» WHAT YOU HAVE TO DO: Please copy each line of the data that includes the string "deadline".

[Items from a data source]

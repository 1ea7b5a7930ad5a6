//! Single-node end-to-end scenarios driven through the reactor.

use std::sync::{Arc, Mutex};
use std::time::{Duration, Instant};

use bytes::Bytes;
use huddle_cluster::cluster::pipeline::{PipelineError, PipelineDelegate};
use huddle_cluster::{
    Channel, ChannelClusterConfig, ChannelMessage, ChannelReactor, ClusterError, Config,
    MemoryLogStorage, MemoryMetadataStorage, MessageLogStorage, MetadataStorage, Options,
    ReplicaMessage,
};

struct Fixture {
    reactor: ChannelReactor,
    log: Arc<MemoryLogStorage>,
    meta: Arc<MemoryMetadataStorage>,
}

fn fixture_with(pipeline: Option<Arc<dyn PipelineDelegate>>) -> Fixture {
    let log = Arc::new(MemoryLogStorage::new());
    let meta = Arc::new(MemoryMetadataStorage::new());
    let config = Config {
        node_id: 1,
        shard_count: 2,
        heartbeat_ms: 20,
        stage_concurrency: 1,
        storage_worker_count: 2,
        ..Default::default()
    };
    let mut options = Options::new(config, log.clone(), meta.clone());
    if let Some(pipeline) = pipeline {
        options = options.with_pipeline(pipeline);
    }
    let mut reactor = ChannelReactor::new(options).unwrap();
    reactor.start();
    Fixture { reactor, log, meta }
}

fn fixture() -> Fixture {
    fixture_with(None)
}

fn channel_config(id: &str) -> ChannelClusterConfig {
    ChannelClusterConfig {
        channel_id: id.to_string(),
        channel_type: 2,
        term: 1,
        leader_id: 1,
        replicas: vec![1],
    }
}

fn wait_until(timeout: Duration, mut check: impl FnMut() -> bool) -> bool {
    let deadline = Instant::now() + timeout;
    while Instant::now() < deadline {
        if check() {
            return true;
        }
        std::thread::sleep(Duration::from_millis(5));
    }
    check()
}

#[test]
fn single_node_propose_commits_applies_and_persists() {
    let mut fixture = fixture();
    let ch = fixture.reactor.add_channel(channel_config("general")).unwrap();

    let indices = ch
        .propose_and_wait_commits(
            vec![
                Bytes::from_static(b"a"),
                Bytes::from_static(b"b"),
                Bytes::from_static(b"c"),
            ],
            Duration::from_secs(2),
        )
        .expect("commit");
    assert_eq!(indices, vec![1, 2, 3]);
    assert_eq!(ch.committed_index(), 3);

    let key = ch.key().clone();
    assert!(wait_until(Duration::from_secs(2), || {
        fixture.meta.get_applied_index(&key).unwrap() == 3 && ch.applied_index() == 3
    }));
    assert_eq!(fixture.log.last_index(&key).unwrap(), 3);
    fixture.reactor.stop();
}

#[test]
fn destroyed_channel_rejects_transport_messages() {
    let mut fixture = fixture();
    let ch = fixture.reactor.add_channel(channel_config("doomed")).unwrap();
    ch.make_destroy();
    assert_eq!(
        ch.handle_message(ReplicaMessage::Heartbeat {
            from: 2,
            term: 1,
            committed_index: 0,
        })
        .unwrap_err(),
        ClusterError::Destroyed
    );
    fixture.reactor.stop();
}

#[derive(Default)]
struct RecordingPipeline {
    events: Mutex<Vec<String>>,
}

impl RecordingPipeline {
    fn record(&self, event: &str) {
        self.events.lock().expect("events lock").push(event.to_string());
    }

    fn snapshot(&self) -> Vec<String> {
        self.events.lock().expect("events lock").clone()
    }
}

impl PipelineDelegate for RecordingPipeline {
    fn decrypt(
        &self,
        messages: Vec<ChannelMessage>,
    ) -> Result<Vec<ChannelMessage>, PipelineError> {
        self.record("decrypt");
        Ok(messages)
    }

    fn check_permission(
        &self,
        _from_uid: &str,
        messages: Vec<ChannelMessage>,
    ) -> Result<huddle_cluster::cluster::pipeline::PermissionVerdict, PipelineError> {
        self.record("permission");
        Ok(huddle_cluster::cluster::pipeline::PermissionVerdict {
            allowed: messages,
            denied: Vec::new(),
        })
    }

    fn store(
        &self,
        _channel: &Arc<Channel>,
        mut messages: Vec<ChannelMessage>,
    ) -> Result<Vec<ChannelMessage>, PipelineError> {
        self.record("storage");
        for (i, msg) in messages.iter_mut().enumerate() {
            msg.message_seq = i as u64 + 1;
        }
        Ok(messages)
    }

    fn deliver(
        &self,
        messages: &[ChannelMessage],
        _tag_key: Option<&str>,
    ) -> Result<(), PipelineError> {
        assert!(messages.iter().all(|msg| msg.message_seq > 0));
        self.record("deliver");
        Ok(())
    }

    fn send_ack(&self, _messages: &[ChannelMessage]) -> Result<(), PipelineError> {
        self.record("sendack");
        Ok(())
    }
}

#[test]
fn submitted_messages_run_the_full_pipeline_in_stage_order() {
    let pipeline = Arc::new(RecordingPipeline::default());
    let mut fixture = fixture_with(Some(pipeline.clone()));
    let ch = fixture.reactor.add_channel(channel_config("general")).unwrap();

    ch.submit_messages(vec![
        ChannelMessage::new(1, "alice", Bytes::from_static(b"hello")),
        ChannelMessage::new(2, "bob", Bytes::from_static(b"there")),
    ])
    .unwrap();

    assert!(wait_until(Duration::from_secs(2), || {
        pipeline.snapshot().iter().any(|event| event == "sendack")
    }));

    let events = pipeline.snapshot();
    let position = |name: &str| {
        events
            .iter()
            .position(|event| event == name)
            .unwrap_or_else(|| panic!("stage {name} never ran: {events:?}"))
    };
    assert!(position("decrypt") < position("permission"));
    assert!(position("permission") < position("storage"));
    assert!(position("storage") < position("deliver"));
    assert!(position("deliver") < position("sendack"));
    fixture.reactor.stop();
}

--

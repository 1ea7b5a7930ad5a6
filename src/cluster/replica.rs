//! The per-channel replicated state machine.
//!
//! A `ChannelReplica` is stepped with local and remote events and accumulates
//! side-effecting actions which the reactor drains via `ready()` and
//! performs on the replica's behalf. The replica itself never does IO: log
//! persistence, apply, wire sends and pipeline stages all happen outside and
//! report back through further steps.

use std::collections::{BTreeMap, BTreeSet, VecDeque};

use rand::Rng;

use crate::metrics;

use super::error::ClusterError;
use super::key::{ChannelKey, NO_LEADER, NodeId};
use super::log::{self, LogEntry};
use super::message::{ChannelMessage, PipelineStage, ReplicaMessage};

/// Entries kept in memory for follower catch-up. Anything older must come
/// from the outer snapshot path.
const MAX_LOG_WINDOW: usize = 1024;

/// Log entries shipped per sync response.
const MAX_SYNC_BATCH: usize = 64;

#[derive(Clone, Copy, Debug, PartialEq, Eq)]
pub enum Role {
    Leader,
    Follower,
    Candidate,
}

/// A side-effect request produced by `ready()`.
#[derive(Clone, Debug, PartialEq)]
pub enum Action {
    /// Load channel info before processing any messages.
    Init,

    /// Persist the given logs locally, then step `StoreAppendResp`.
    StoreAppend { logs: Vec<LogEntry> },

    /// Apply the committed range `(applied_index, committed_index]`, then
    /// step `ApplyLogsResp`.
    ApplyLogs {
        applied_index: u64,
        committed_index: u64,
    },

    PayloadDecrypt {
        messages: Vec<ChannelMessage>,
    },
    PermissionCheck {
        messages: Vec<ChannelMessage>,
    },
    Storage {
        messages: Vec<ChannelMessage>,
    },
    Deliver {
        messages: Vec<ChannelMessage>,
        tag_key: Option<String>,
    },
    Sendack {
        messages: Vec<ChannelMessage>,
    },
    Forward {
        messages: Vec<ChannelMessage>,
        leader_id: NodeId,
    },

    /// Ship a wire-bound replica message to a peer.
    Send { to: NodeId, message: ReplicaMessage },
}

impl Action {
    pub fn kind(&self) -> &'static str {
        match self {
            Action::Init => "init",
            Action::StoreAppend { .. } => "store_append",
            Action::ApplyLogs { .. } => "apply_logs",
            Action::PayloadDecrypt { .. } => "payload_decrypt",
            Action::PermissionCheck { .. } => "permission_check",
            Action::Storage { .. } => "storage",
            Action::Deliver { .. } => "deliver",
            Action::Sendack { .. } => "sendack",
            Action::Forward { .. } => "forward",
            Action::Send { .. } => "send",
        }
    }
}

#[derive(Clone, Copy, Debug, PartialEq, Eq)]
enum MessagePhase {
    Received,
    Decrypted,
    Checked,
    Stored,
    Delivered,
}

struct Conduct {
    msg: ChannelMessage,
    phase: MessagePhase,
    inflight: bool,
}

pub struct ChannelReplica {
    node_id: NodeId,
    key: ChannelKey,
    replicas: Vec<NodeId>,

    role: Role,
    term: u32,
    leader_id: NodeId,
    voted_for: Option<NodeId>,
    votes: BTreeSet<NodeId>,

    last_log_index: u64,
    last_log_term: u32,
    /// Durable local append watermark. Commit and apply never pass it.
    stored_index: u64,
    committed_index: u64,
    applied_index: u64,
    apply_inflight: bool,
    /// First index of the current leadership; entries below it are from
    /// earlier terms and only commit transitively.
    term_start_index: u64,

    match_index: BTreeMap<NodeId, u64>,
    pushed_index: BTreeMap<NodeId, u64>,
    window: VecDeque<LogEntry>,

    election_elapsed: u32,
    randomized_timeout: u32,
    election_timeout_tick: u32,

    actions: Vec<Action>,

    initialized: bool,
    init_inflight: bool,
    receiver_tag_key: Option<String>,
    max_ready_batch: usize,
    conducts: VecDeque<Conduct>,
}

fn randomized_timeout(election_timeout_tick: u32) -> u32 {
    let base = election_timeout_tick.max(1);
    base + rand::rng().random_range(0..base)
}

» RESULT OF THIS TASK:
    let deadline = Instant::now() + timeout;
    while Instant::now() < deadline {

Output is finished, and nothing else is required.